[What is required] If a line of the entries below includes the word "impl", it counts; state the total and nothing further.

[[ Record set open ]]

use std::collections::HashMap;
use std::sync::atomic::{AtomicBool, AtomicUsize, Ordering};
use std::sync::{Arc, Mutex, PoisonError};
use std::time::Duration;

use tokio::sync::mpsc;
use tokio::sync::mpsc::error::TrySendError;
use tokio::task::JoinHandle;

use crate::models::{InstallOutcome, InstallResult};
use crate::progress::ProgressEvent;

pub const DEFAULT_QUEUE_CAPACITY: usize = 100;

/// Consumer side of the reporter; runs on the reporter's task.
pub trait EventSink: Send + 'static {
    fn handle(&mut self, event: &ProgressEvent);

    fn finish(&mut self) {}
}

enum ReporterMessage {
    Event(ProgressEvent),
    Close,
}

type ResultMap = Arc<Mutex<HashMap<String, InstallResult>>>;

/// Cloneable, non-blocking handle for emitting events.
#[derive(Clone)]
pub struct ProgressSender {
    tx: mpsc::Sender<ReporterMessage>,
    closed: Arc<AtomicBool>,
    dropped: Arc<AtomicUsize>,
    results: ResultMap,
}

impl ProgressSender {
    /// Queues `event`, or drops it when the queue is full or the reporter has
    /// been closed. Events sent before `start` wait in the queue. Returns
    /// whether the event was queued.
    pub fn send(&self, event: ProgressEvent) -> bool {
        if self.closed.load(Ordering::SeqCst) {
            self.dropped.fetch_add(1, Ordering::SeqCst);
            tracing::warn!(
                package = %event.package,
                kind = ?event.kind,
                "progress reporter is closed; dropping event"
            );
            return false;
        }

        match self.tx.try_send(ReporterMessage::Event(event)) {
            Ok(()) => true,
            Err(TrySendError::Full(ReporterMessage::Event(event))) => {
                self.dropped.fetch_add(1, Ordering::SeqCst);
                tracing::warn!(
                    package = %event.package,
                    kind = ?event.kind,
                    "progress queue is full; dropping event"
                );
                false
            }
            Err(_) => {
                self.dropped.fetch_add(1, Ordering::SeqCst);
                tracing::warn!("progress channel closed; dropping event");
                false
            }
        }
    }

    /// Stores the final result for a package; a later record replaces an
    /// earlier one. Never dropped, unlike events.
    pub fn record(&self, result: &InstallResult) {
        self.results
            .lock()
            .unwrap_or_else(PoisonError::into_inner)
            .insert(result.package.clone(), result.clone());
    }
}

impl std::fmt::Debug for ProgressSender {
    fn fmt(&self, f: &mut std::fmt::Formatter<'_>) -> std::fmt::Result {
        f.debug_struct("ProgressSender")
            .field("closed", &self.closed.load(Ordering::SeqCst))
            .finish_non_exhaustive()
    }
}

pub struct ProgressReporter {
    tx: mpsc::Sender<ReporterMessage>,
    rx: Option<mpsc::Receiver<ReporterMessage>>,
    sink: Option<Box<dyn EventSink>>,
    consumer: Option<JoinHandle<()>>,
    closed: Arc<AtomicBool>,
    dropped: Arc<AtomicUsize>,
    results: ResultMap,
}

impl ProgressReporter {
    pub fn new(sink: impl EventSink) -> Self {
        Self::with_capacity(DEFAULT_QUEUE_CAPACITY, sink)
    }

    pub fn with_capacity(capacity: usize, sink: impl EventSink) -> Self {
        let (tx, rx) = mpsc::channel(capacity.max(1));
        Self {
            tx,
            rx: Some(rx),
            sink: Some(Box::new(sink)),
            consumer: None,
            closed: Arc::new(AtomicBool::new(false)),
            dropped: Arc::new(AtomicUsize::new(0)),
            results: Arc::new(Mutex::new(HashMap::new())),
        }
    }

    /// Spawns the consumer task. A reporter starts at most once.
    pub fn start(&mut self) {
        let (Some(mut rx), Some(mut sink)) = (self.rx.take(), self.sink.take()) else {
            return;
        };

        self.consumer = Some(tokio::spawn(async move {
            while let Some(message) = rx.recv().await {
                match message {
                    ReporterMessage::Event(event) => sink.handle(&event),
                    ReporterMessage::Close => break,
                }
            }
            sink.finish();
        }));
    }

    pub fn is_running(&self) -> bool {
        self.consumer.is_some()
    }

    pub fn sender(&self) -> ProgressSender {
        ProgressSender {
            tx: self.tx.clone(),
            closed: self.closed.clone(),
            dropped: self.dropped.clone(),
            results: self.results.clone(),
        }
    }

    pub fn send(&self, event: ProgressEvent) -> bool {
        self.sender().send(event)
    }

    /// Handles every event queued so far, then stops consumption.
    pub async fn close(&mut self) {
        let Some(consumer) = self.consumer.take() else {
            return;
        };

        self.closed.store(true, Ordering::SeqCst);
        if self.tx.send(ReporterMessage::Close).await.is_err() {
            tracing::warn!("progress consumer exited before close");
        }
        if let Err(error) = consumer.await {
            tracing::error!(%error, "progress consumer task failed");
        }
    }

    pub fn dropped_events(&self) -> usize {
        self.dropped.load(Ordering::SeqCst)
    }

    pub fn record(&self, result: &InstallResult) {
        self.sender().record(result);
    }

    pub fn summary(&self) -> InstallSummary {
        let results = self
            .results
            .lock()
            .unwrap_or_else(PoisonError::into_inner)
            .values()
            .cloned()
            .collect::<Vec<_>>();
        InstallSummary::from_results(results)
    }
}

#[derive(Clone, Debug, Default, PartialEq, Eq)]
pub struct InstallSummary {
    pub total: usize,
    pub successful: usize,
    pub failed: usize,
    pub skipped: usize,
    pub cancelled: usize,
    pub total_duration: Duration,
    /// Sorted by package name.
    pub results: Vec<InstallResult>,
}

impl InstallSummary {
    pub fn from_results(results: impl IntoIterator<Item = InstallResult>) -> Self {
        let mut results: Vec<InstallResult> = results.into_iter().collect();
        results.sort_by(|a, b| a.package.cmp(&b.package));

        let mut summary = Self {
            total: results.len(),
            ..Self::default()
        };
        for result in &results {
            summary.total_duration += result.duration;
            match result.outcome() {
                InstallOutcome::Installed => summary.successful += 1,
                InstallOutcome::Skipped => summary.skipped += 1,
                InstallOutcome::Failed => summary.failed += 1,
                InstallOutcome::Cancelled => summary.cancelled += 1,
            }
        }
        summary.results = results;
        summary
    }

    pub fn all_succeeded(&self) -> bool {
        self.failed == 0 && self.cancelled == 0
    }
}
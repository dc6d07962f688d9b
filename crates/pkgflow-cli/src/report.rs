use std::process::ExitCode;
use std::time::SystemTime;

use pkgflow_core::models::{CoreErrorKind, InstallResult};
use pkgflow_core::progress::render_summary_table;
use pkgflow_core::BatchOutcome;
use serde::Serialize;
use time::OffsetDateTime;
use time::format_description::well_known::Rfc3339;

pub const EXIT_FAILURE: u8 = 1;
pub const EXIT_NO_PROVIDER: u8 = 2;
pub const EXIT_CANCELLED: u8 = 130;

#[derive(Debug, Serialize)]
pub struct InstallReport {
    pub finished_at: String,
    pub provider: Option<String>,
    pub installed: usize,
    pub skipped: usize,
    pub failed: usize,
    pub cancelled: usize,
    pub duration_ms: u128,
    pub error: Option<String>,
    pub results: Vec<ResultEntry>,
}

#[derive(Debug, Serialize)]
pub struct ResultEntry {
    pub package: String,
    pub provider: Option<String>,
    pub status: &'static str,
    pub duration_ms: u128,
    #[serde(skip_serializing_if = "Option::is_none")]
    pub error_kind: Option<String>,
    #[serde(skip_serializing_if = "Option::is_none")]
    pub error: Option<String>,
    #[serde(skip_serializing_if = "Option::is_none")]
    pub hint: Option<&'static str>,
}

impl ResultEntry {
    fn from_result(result: &InstallResult) -> Self {
        let status = match (result.success, result.skipped, result.simulated) {
            (true, true, _) => "skipped",
            (true, false, true) => "dry-run",
            (true, false, false) => "installed",
            (false, _, _) if result.was_cancelled() => "cancelled",
            (false, _, _) => "failed",
        };

        Self {
            package: result.package.clone(),
            provider: result.provider.clone(),
            status,
            duration_ms: result.duration.as_millis(),
            error_kind: result.error.as_ref().map(|error| format!("{:?}", error.kind)),
            error: result.error.as_ref().map(|error| error.message.clone()),
            hint: result.error.as_ref().and_then(|error| error.kind.remediation()),
        }
    }
}

impl InstallReport {
    pub fn new(outcome: &BatchOutcome, provider: Option<&str>) -> Self {
        let summary = outcome.summary();
        Self {
            finished_at: timestamp(SystemTime::now()),
            provider: provider.map(str::to_string),
            installed: summary.successful,
            skipped: summary.skipped,
            failed: summary.failed,
            cancelled: summary.cancelled,
            duration_ms: summary.total_duration.as_millis(),
            error: outcome.error.as_ref().map(ToString::to_string),
            results: outcome.results.iter().map(ResultEntry::from_result).collect(),
        }
    }
}

pub fn timestamp(at: SystemTime) -> String {
    OffsetDateTime::from(at)
        .format(&Rfc3339)
        .unwrap_or_else(|_| "unknown".to_string())
}

pub fn print_json(report: &InstallReport) -> anyhow::Result<()> {
    println!("{}", serde_json::to_string_pretty(report)?);
    Ok(())
}

pub fn print_text(outcome: &BatchOutcome) {
    let summary = outcome.summary();
    if summary.total > 0 {
        print!("{}", render_summary_table(&summary));
    }

    for result in &outcome.results {
        let Some(error) = &result.error else {
            continue;
        };
        if error.is_cancellation() {
            continue;
        }
        eprintln!("\n{}: {}", result.package, error.message);
    }

    if let Some(error) = &outcome.error {
        eprintln!("\n{error}");
    }
}

/// 130 when cancelled, 2 when no package manager was usable, 1 on any
/// other failure, 0 otherwise.
pub fn exit_code(outcome: &BatchOutcome) -> ExitCode {
    ExitCode::from(exit_status(outcome))
}

fn exit_status(outcome: &BatchOutcome) -> u8 {
    if outcome.was_cancelled() {
        return EXIT_CANCELLED;
    }

    let no_provider = outcome.results.iter().any(|result| {
        result
            .error
            .as_ref()
            .is_some_and(|error| error.kind == CoreErrorKind::NoProviderAvailable)
    });
    if no_provider {
        return EXIT_NO_PROVIDER;
    }

    if outcome.is_success() {
        0
    } else {
        EXIT_FAILURE
    }
}

#[cfg(test)]
mod tests {
    use std::time::Duration;

    use pkgflow_core::CoreError;

    use super::*;

    fn outcome(results: Vec<InstallResult>, error: Option<CoreError>) -> BatchOutcome {
        BatchOutcome { results, error }
    }

    #[test]
    fn exit_codes_rank_cancellation_then_missing_provider() {
        let ok = outcome(
            vec![
                InstallResult::installed("git", "pacman", Duration::ZERO),
                InstallResult::skipped("zsh", "pacman", Duration::ZERO),
            ],
            None,
        );
        assert_eq!(exit_status(&ok), 0);

        let failed = outcome(
            vec![InstallResult::failed(
                "git",
                Some("pacman"),
                CoreError::new(CoreErrorKind::ProcessFailure, "exit 1"),
                Duration::ZERO,
            )],
            None,
        );
        assert_eq!(exit_status(&failed), EXIT_FAILURE);

        let missing = outcome(
            vec![InstallResult::failed("git", None, CoreError::no_provider(), Duration::ZERO)],
            None,
        );
        assert_eq!(exit_status(&missing), EXIT_NO_PROVIDER);

        let cancelled = outcome(Vec::new(), Some(CoreError::cancelled("interrupted")));
        assert_eq!(exit_status(&cancelled), EXIT_CANCELLED);
    }

    #[test]
    fn report_serializes_status_and_hint() {
        let report = InstallReport::new(
            &outcome(
                vec![
                    InstallResult::simulated("fd", "pacman", Duration::from_millis(3)),
                    InstallResult::failed(
                        "git",
                        Some("pacman"),
                        CoreError::new(CoreErrorKind::LockConflict, "database locked"),
                        Duration::ZERO,
                    ),
                ],
                None,
            ),
            Some("pacman"),
        );

        let json = serde_json::to_value(&report).unwrap();
        assert_eq!(json["provider"], "pacman");
        assert_eq!(json["installed"], 1);
        assert_eq!(json["failed"], 1);
        assert_eq!(json["results"][0]["status"], "dry-run");
        assert!(json["results"][0].get("error").is_none());
        assert_eq!(json["results"][1]["error_kind"], "LockConflict");
        assert!(json["results"][1]["hint"].is_string());
    }

    #[test]
    fn timestamp_is_rfc3339() {
        assert_eq!(timestamp(SystemTime::UNIX_EPOCH), "1970-01-01T00:00:00Z");
    }
}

[[ Record set closed ]]

[Result for this exercise] 9